------ RECORDED DATA
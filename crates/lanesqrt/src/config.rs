//! System-wide constants and the YAML run configuration.
//!
//! Lane width, tolerances and the iteration cap are fixed for the whole
//! process; kernels never take them as arguments. Only the benchmark run
//! itself (element count, guess, workers, trials, workload) is
//! configurable, from a YAML file and then from CLI flags.

use std::path::Path;

use serde::{Deserialize, Serialize};

use crate::error::SqrtError;
use crate::workload::Workload;

/// Lanes processed together by the lane-parallel kernels.
pub const LANE_WIDTH: usize = 8;

/// Byte alignment required by the vector kernels (`LANE_WIDTH * 4`).
pub const LANE_ALIGN: usize = LANE_WIDTH * std::mem::size_of::<f32>();

/// Solver tolerance on `|x^2 - s|` (scaled by `min(s, 1)`).
pub const EPSILON: f32 = 1e-4;

/// Verifier tolerance on `|output - gold|`.
pub const VERIFY_EPSILON: f32 = 1e-4;

/// Iteration cap for the solvers.
pub const MAX_ITERATIONS: u32 = 128;

/// Upper bound on orchestrator workers.
pub const MAX_WORKERS: usize = 32;

/// Timing trials per variant.
pub const DEFAULT_TRIALS: usize = 3;

/// Element count of a default bench session.
pub const DEFAULT_COUNT: usize = 20_000_000;

/// Run configuration for a benchmark session.
#[derive(Debug, Clone, PartialEq, Serialize, Deserialize)]
#[serde(default, deny_unknown_fields)]
pub struct BenchConfig {
    /// Number of elements in the input buffer.
    pub count: usize,
    /// Initial guess shared by every element and every variant.
    pub initial_guess: f32,
    /// Workers used by the partitioned variants.
    pub workers: usize,
    /// Timing trials per variant.
    pub trials: usize,
    /// Input generator.
    pub workload: Workload,
    /// Seed for the random workload.
    pub seed: u64,
}

impl Default for BenchConfig {
    fn default() -> Self {
        Self {
            count: DEFAULT_COUNT,
            initial_guess: 1.0,
            workers: default_workers(),
            trials: DEFAULT_TRIALS,
            workload: Workload::Random,
            seed: 0,
        }
    }
}

impl BenchConfig {
    /// Check the configuration before any buffer is allocated.
    ///
    /// # Errors
    ///
    /// Returns [`SqrtError::NoWorkers`] or [`SqrtError::TooManyWorkers`]
    /// for an out-of-range worker count, and [`SqrtError::InvalidConfig`]
    /// for a zero count, zero trials, or a non-finite guess.
    pub fn validate(&self) -> Result<(), SqrtError> {
        check_workers(self.workers)?;
        if self.count == 0 {
            return Err(SqrtError::InvalidConfig("count must be positive".into()));
        }
        if self.trials == 0 {
            return Err(SqrtError::InvalidConfig("trials must be positive".into()));
        }
        if !self.initial_guess.is_finite() {
            return Err(SqrtError::InvalidConfig(format!(
                "initial_guess must be finite, got {}",
                self.initial_guess
            )));
        }
        Ok(())
    }
}

/// Reject worker counts outside `1..=MAX_WORKERS`.
///
/// # Errors
///
/// [`SqrtError::NoWorkers`] for zero, [`SqrtError::TooManyWorkers`] above
/// [`MAX_WORKERS`].
pub fn check_workers(workers: usize) -> Result<(), SqrtError> {
    if workers == 0 {
        return Err(SqrtError::NoWorkers);
    }
    if workers > MAX_WORKERS {
        return Err(SqrtError::TooManyWorkers {
            requested: workers,
            max: MAX_WORKERS,
        });
    }
    Ok(())
}

/// Available parallelism clamped to `1..=MAX_WORKERS`.
pub fn default_workers() -> usize {
    std::thread::available_parallelism()
        .map_or(1, std::num::NonZeroUsize::get)
        .clamp(1, MAX_WORKERS)
}

/// Parse a YAML run configuration file.
///
/// # Errors
///
/// Returns [`SqrtError::Io`] if the file cannot be read, or
/// [`SqrtError::Yaml`] if the YAML is malformed.
pub fn parse_config(path: &Path) -> Result<BenchConfig, SqrtError> {
    let content = std::fs::read_to_string(path)?;
    parse_config_str(&content)
}

/// Parse a YAML run configuration from a string.
///
/// # Errors
///
/// Returns [`SqrtError::Yaml`] if the YAML is malformed or names an
/// unknown field.
pub fn parse_config_str(yaml: &str) -> Result<BenchConfig, SqrtError> {
    let config: BenchConfig = serde_yaml::from_str(yaml)?;
    Ok(config)
}
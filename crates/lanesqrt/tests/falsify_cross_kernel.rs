//! Cross-kernel falsification tests: scalar, portable lanes, AVX2.
//!
//! Every kernel runs the same f32 operation sequence per element, so the
//! lane kernels must reproduce the scalar output bit for bit, including
//! on inputs that never converge.

mod common;

use lanesqrt::config::LANE_WIDTH;
use lanesqrt::kernels::Backend;
use lanesqrt::kernels::lanes::{avx2_available, sqrt_lanes, sqrt_simd};
use lanesqrt::kernels::scalar::sqrt_scalar;
use lanesqrt::workload::Workload;
use proptest::prelude::*;

fn assert_all_backends_agree(initial_guess: f32, values: &[f32]) {
    let gold = common::run_kernel(sqrt_scalar, initial_guess, values);
    for backend in Backend::ALL {
        let out = common::run_kernel(backend.kernel(), initial_guess, values);
        common::assert_bits_eq(&out, &gold, backend.as_str());
    }
}

proptest! {
    /// Prediction: lanes and AVX2 equal scalar bit for bit on any input,
    /// negative and special values included.
    /// If fails: a converged lane was perturbed by the blend, or the mask
    /// logic diverges from the scalar loop
    #[test]
    fn falsify_lane_001_parity_any_input(
        v in proptest::collection::vec(
            prop_oneof![
                4 => 1e-6_f32..1e7,
                1 => -100.0_f32..0.0,
                1 => Just(0.0_f32),
                1 => Just(f32::NAN),
            ],
            0..80,
        ),
        guess in 0.0_f32..8.0,
    ) {
        assert_all_backends_agree(guess, &v);
    }

    /// Prediction: every tail length 0..W leaves elements past the end alone.
    /// If fails: padding lanes are loaded or stored
    #[test]
    fn falsify_lane_002_tail_lengths(groups in 0usize..4, tail in 0usize..LANE_WIDTH) {
        let n = groups * LANE_WIDTH + tail;
        let values: Vec<f32> = (0..n).map(|i| 0.5 + i as f32).collect();
        let mut output = vec![-7.0_f32; n + LANE_WIDTH];
        sqrt_lanes(1.0, &values, &mut output[..n]);
        prop_assert!(output[n..].iter().all(|&x| x == -7.0));
        let gold = common::run_kernel(sqrt_scalar, 1.0, &values);
        common::assert_bits_eq(&output[..n], &gold, "lanes tail");
    }
}

#[test]
fn falsify_lane_003_parity_every_workload() {
    for workload in Workload::ALL {
        let values = workload.generate(7, 1003);
        assert_all_backends_agree(1.0, &values);
    }
}

/// Prediction: one slow lane does not change the fast lanes of its group.
/// If fails: active lanes are updated unconditionally
#[test]
fn falsify_lane_004_divergent_group_isolated() {
    let values = Workload::Divergent.generate(0, 64);
    let out = common::run_kernel(sqrt_lanes, 1.0, &values);
    for (i, &root) in out.iter().enumerate() {
        if i % LANE_WIDTH != 0 {
            assert_eq!(root, 1.0, "light lane {i} moved");
        }
    }
}

#[test]
fn falsify_lane_005_zero_input_all_kernels() {
    let values = [0.0_f32; 13];
    let expected = f32::from_bits((127 - 75) << 23);
    for backend in Backend::ALL {
        let out = common::run_kernel(backend.kernel(), 1.0, &values);
        assert!(out.iter().all(|&x| x == expected), "{backend}: {out:?}");
    }
}

#[test]
fn falsify_lane_006_concrete_scenario_all_kernels() {
    for backend in Backend::ALL {
        let out = common::run_kernel(backend.kernel(), 1.0, &common::SCENARIO_VALUES);
        for (i, &root) in out.iter().enumerate() {
            assert!(
                (root - common::SCENARIO_ROOTS[i]).abs() <= 1e-4,
                "{backend}: element [{i}] = {root}"
            );
        }
    }
}

#[test]
fn falsify_lane_007_simd_any_alignment() {
    let values = Workload::Random.generate(3, 67);
    let mut padded = vec![0.0_f32; 68];
    padded[1..].copy_from_slice(&values);
    let mut output = vec![0.0_f32; 68];
    sqrt_simd(1.0, &padded[1..], &mut output[1..]);
    let gold = common::run_kernel(sqrt_scalar, 1.0, &values);
    common::assert_bits_eq(&output[1..], &gold, "unaligned simd");
}

#[test]
fn falsify_lane_008_avx2_availability_reported() {
    assert_eq!(Backend::Avx2.is_available(), avx2_available());
    if !avx2_available() {
        eprintln!("AVX2 not available, avx2 backend ran the portable lanes");
    }
}

// ============================================================================
// Determinism
// ============================================================================

#[test]
fn falsify_det_001_repeat_runs_identical() {
    let values = Workload::Random.generate(42, 5000);
    for backend in Backend::ALL {
        let a = common::run_kernel(backend.kernel(), 1.0, &values);
        let b = common::run_kernel(backend.kernel(), 1.0, &values);
        common::assert_bits_eq(&a, &b, backend.as_str());
    }
}

#[test]
fn falsify_det_002_workload_seeded() {
    assert_eq!(
        Workload::Random.generate(5, 100),
        Workload::Random.generate(5, 100)
    );
    assert_ne!(
        Workload::Random.generate(5, 100),
        Workload::Random.generate(6, 100)
    );
}
//! # lanesqrt
//!
//! Newton-Raphson square roots under three execution strategies.
//!
//! The same refinement `x' = 0.5 * (x + s / x)` runs as a sequential
//! reference, as a fixed-width lane-parallel kernel with per-lane
//! convergence masking, and partitioned across fork-join workers. A
//! min-of-N benchmark harness times every variant and verifies it against
//! the scalar gold output.
//!
//! ## Modules
//!
//! - [`kernels`] — Scalar reference, portable lane kernel, AVX2 kernel
//! - [`buffer`] — Zeroed `f32` storage aligned to the vector width
//! - [`partition`] — Contiguous range splitting and fork-join execution
//! - [`verify`] — Elementwise tolerance check against gold output
//! - [`workload`] — Deterministic input generators
//! - [`bench`] — Min-of-N timing, sessions, speedup reports
//! - [`config`] — System-wide constants and YAML run configuration
//! - [`error`] — Error type shared by every fallible operation

pub mod bench;
pub mod buffer;
pub mod config;
pub mod error;
pub mod kernels;
pub mod partition;
pub mod verify;
pub mod workload;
------------
## EXERCISE
Count every line of the records that includes "operation", and give that number with no other words.

## REPLY
2